Sequences: Part 5
Last time, I talked about push and pull regarding sequences. We saw that it’s more convenient to write code that pulls from its inputs and pushes to its outputs. We took a look at C#’s generators, and how they enabled us to write sequence-processing functions in this way, without the need for intermediate buffers.
Let’s quickly recap generators. A generator in C# looks like a traditional function (with a signature that returns a sequence), but it can push values to the caller using the special syntax yield return
, which essentially puts the generator function “on hold” until the consumer/caller asks for the next value1:
static IEnumerable<int> Values() { for (int i = 42; i < 52; i++) yield return i; }
The two parties involved here are the generator and the caller (which I’ll call the consumer since the generator is a producer).
When the consumer asks for the next value in the sequence, the generator function is temporarily “resumed”, long enough to produce the next value of the sequence. Last time we drew an analogy with freezing time to explain why it’s easier to write the generator code now that it thinks it’s pushing values to the consumer.
But it’s important here to note who is being paused an who is being resumed. When the compiler is producing IL for the consumer function and the generator function, it is the generator that gets reorganized into a form where it can be paused and resumed (it gets converted into a class which implements the IEnumerable<T> "pull" interface).
But what would happen if the next item in the sequence just wasn’t available yet. If we go back to last week’s C example of reading input from the user by pulling values from getchar
(or Console.Read
in C#), you can see that generators wouldn’t fix the conflict between push and pull in that case.
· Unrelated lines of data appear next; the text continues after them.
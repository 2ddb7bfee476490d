// SPDX-License-Identifier: BUSL-1.1
// Copyright (c) 2026 Alfred Jean LLC

//! Job Queue & Runner (§4.7 C7).
//!
//! `JobRunner` is one `Arc<JobRunnerState>` holding the job table + FIFO
//! queue behind a single `parking_lot::Mutex`, and the capacity-1
//! `RunToken` gating which job may hold the subprocess slot. HTTP
//! handlers only ever touch the mutex for a map/list mutation; all other
//! work happens after it is released, per §5.

use crate::config::Config;
use crate::job_table::JobTable;
use crate::run_token::RunToken;
use crate::worker;
use jobcore_core::{Clock, ErrorKind, Job, JobConfig, JobId, JobState, SystemClock};
use jobcore_trackers::TrackerSettings;
use parking_lot::Mutex;
use serde::{Deserialize, Serialize};
use std::sync::Arc;
use tokio::sync::watch;

/// Admission strategy requested via the `strategy` query parameter.
#[derive(Debug, Clone, Copy, PartialEq, Eq, Deserialize)]
#[serde(rename_all = "snake_case")]
pub enum Strategy {
    Reject,
    Queue,
}

impl Default for Strategy {
    fn default() -> Self {
        Strategy::Queue
    }
}

/// What happened to a freshly submitted job.
#[derive(Debug, Clone, Copy, PartialEq, Eq, Serialize)]
#[serde(rename_all = "snake_case")]
pub enum Admission {
    Started,
    Queued,
}

#[derive(Debug, Serialize)]
pub struct QueueState {
    pub holding: bool,
    pub queue_length: usize,
    pub queued_ids: Vec<JobId>,
}

pub struct JobRunnerState {
    table: Mutex<JobTable>,
    run_token: RunToken,
    config: Arc<Config>,
    tracker_settings: TrackerSettings,
    webhook_client: reqwest::Client,
    eval_client: reqwest::Client,
    clock: SystemClock,
    shutdown_tx: watch::Sender<bool>,
}

pub type JobRunner = Arc<JobRunnerState>;

impl JobRunnerState {
    pub fn new(config: Arc<Config>, tracker_settings: TrackerSettings) -> JobRunner {
        let (shutdown_tx, _) = watch::channel(false);
        Arc::new(Self {
            table: Mutex::new(JobTable::new()),
            run_token: RunToken::new(1),
            config,
            tracker_settings,
            webhook_client: crate::webhook::webhook_client(),
            eval_client: jobcore_monitor::eval_client(),
            clock: SystemClock,
            shutdown_tx,
        })
    }

    /// Subscribe to the shutdown signal; the job worker selects on this
    /// alongside the child's own exit so an interrupt terminates the
    /// running child's process group instead of leaking it to
    /// `kill_on_drop`, which only reaches the direct child pid (§5, §9).
    pub fn shutdown_rx(&self) -> watch::Receiver<bool> {
        self.shutdown_tx.subscribe()
    }

    /// Called once from `jobcored`'s interrupt handler.
    pub fn trigger_shutdown(&self) {
        let _ = self.shutdown_tx.send(true);
    }

    pub fn config(&self) -> &Config {
        &self.config
    }

    pub fn tracker_settings(&self) -> &TrackerSettings {
        &self.tracker_settings
    }

    pub fn eval_client(&self) -> reqwest::Client {
        self.eval_client.clone()
    }

    pub fn webhook_client(&self) -> reqwest::Client {
        self.webhook_client.clone()
    }

    pub fn clock(&self) -> SystemClock {
        self.clock.clone()
    }

    /// `submit` (§4.7): admit immediately if the RunToken is free,
    /// otherwise either reject or enqueue depending on `strategy`.
    pub fn submit(self: &Arc<Self>, request: JobConfig, strategy: Strategy) -> Result<(JobId, Admission), ErrorKind> {
        let now = self.clock.epoch_secs();
        let job = Job::new(request, now);
        let job_id = job.id;

        match strategy {
            Strategy::Reject => {
                let Some(permit) = self.run_token.try_acquire() else {
                    return Err(ErrorKind::Conflict);
                };
                let mut table = self.table.lock();
                table.insert(job);
                self.mark_running(&mut table, job_id);
                drop(table);
                worker::spawn(self.clone(), job_id, permit);
                Ok((job_id, Admission::Started))
            }
            Strategy::Queue => {
                let mut table = self.table.lock();
                match self.run_token.try_acquire() {
                    Some(permit) => {
                        table.insert(job);
                        self.mark_running(&mut table, job_id);
                        drop(table);
                        worker::spawn(self.clone(), job_id, permit);
                        Ok((job_id, Admission::Started))
                    }
                    None => {
                        table.insert(job);
                        table.enqueue(job_id);
                        Ok((job_id, Admission::Queued))
                    }
                }
            }
        }
    }

    pub fn get(&self, id: JobId) -> Option<Job> {
        self.table.lock().get(&id).cloned()
    }

    pub fn list(&self) -> Vec<Job> {
        self.table.lock().list()
    }

    pub fn queue_state(&self) -> QueueState {
        let table = self.table.lock();
        let queued_ids = table.queued_ids();
        QueueState {
            holding: table.list().iter().any(|j| j.state == JobState::Running),
            queue_length: queued_ids.len(),
            queued_ids,
        }
    }

    /// `cancel` (§4.7): permitted only from `queued`. Running jobs return
    /// the literal phrase required by §9 open-question resolution #1.
    pub fn cancel(&self, id: JobId) -> Result<(), ErrorKind> {
        let mut table = self.table.lock();
        let Some(state) = table.get(&id).map(|job| job.state) else {
            return Err(ErrorKind::NotFound);
        };
        match state {
            JobState::Queued => {
                table.remove_from_queue(&id);
                let now = self.clock.epoch_secs();
                if let Some(job) = table.get_mut(&id) {
                    job.state = JobState::Cancelled;
                    job.ended_at = Some(now);
                }
                Ok(())
            }
            JobState::Running => Err(ErrorKind::InvalidState(
                "cancellation of a running job is not implemented".to_string(),
            )),
            JobState::Completed | JobState::Failed | JobState::Cancelled => {
                Err(ErrorKind::InvalidState("job is not queued".to_string()))
            }
        }
    }

    /// Step 10 of the job worker (§4.7): identical admission policy as
    /// `submit`'s queue path, invoked after a job releases the RunToken.
    pub fn admit_next(self: &Arc<Self>) {
        let mut table = self.table.lock();
        let Some(next_id) = table.peek_next_queued() else {
            return;
        };
        let Some(permit) = self.run_token.try_acquire() else {
            return;
        };
        let dequeued = table.dequeue();
        debug_assert_eq!(dequeued, Some(next_id));
        self.mark_running(&mut table, next_id);
        drop(table);
        worker::spawn(self.clone(), next_id, permit);
    }

    fn mark_running(&self, table: &mut JobTable, id: JobId) {
        let now = self.clock.epoch_secs();
        if let Some(job) = table.get_mut(&id) {
            job.state = JobState::Running;
            job.started_at = Some(now);
            job.queue_position = None;
        }
    }

    /// Mutate `id`'s final state and timestamps. Called by the job worker
    /// once the child has exited and the monitor loop has been joined.
    pub fn finish_job(&self, id: JobId, outcome: JobOutcome) -> Option<Job> {
        let mut table = self.table.lock();
        let now = self.clock.epoch_secs();
        if let Some(job) = table.get_mut(&id) {
            job.ended_at = Some(now);
            match outcome {
                JobOutcome::Completed { output_path, tracking_url } => {
                    job.state = JobState::Completed;
                    job.output_path = Some(output_path);
                    if tracking_url.is_some() {
                        job.tracking_url = tracking_url;
                    }
                }
                JobOutcome::Failed { error, tracking_url } => {
                    job.state = JobState::Failed;
                    job.error = Some(error);
                    if tracking_url.is_some() {
                        job.tracking_url = tracking_url;
                    }
                }
            }
            table.get(&id).cloned()
        } else {
            None
        }
    }

    pub fn set_tracking_url(&self, id: JobId, tracking_url: String) {
        let mut table = self.table.lock();
        if let Some(job) = table.get_mut(&id) {
            job.tracking_url = Some(tracking_url);
        }
    }
}

pub enum JobOutcome {
    Completed { output_path: String, tracking_url: Option<String> },
    Failed { error: String, tracking_url: Option<String> },
}

#[cfg(test)]
#[path = "runner_tests.rs"]
mod runner_tests;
Let’s simplify things a bit to investigate further. Instead of considering a whole sequence of items, let’s say that there’s just one item. We can pull the item from somewhere by calling a function that returns that item:
int PullFromProducer() { // ... return object } void Consumer() { int obj = PullFromProducer(); // blocks thread until producer returns // ... use object }
When the consumer calls PullFromProducer
to fetch the item (an integer), the caller is blocked until the PullFromProducer
function returns (synchronously).
The generator syntax in C# still uses this pattern under the covers – the generator function still returns IEnumerable<T>, which as we know from our previous exploration is a pull-based iterator interface.
But what if PullFromProducer
simply doesn’t yet have the value that it needs to return? For example, how do we implement the Pull
function if it’s to pull from a network connection, which may not have received the value yet?
Like the C# generator makes it possible to pause the producer, wouldn’t it be nice if there was a way to pause the consumer? Obviously we can do this with threads, but wouldn’t it be nice if there was a way to do this without the overhead of threads?
It turns out that in C# there is. C# 5 introduced the concept of async functions. You’ve seen async functions before on this blog, so I won’t go into too much detail. If you aren’t too familiar, I highly recommend reading up about them (here is the MSDN introduction, and I also highly recommend Jon Skeet’s Eduasync series for really getting to know what’s going on behind the scenes2 ).
Using async we can make code that looks like this:
Task<int> PullFromProducer() { // ... return object } async void Consumer() { int obj = await PullFromProducer(); // "Pauses" Consumer until producer's done // ... use object }
The magic happens in the consumer this time. The consumer function is suspended at the “await” point until the producer pushes the value to the consumer.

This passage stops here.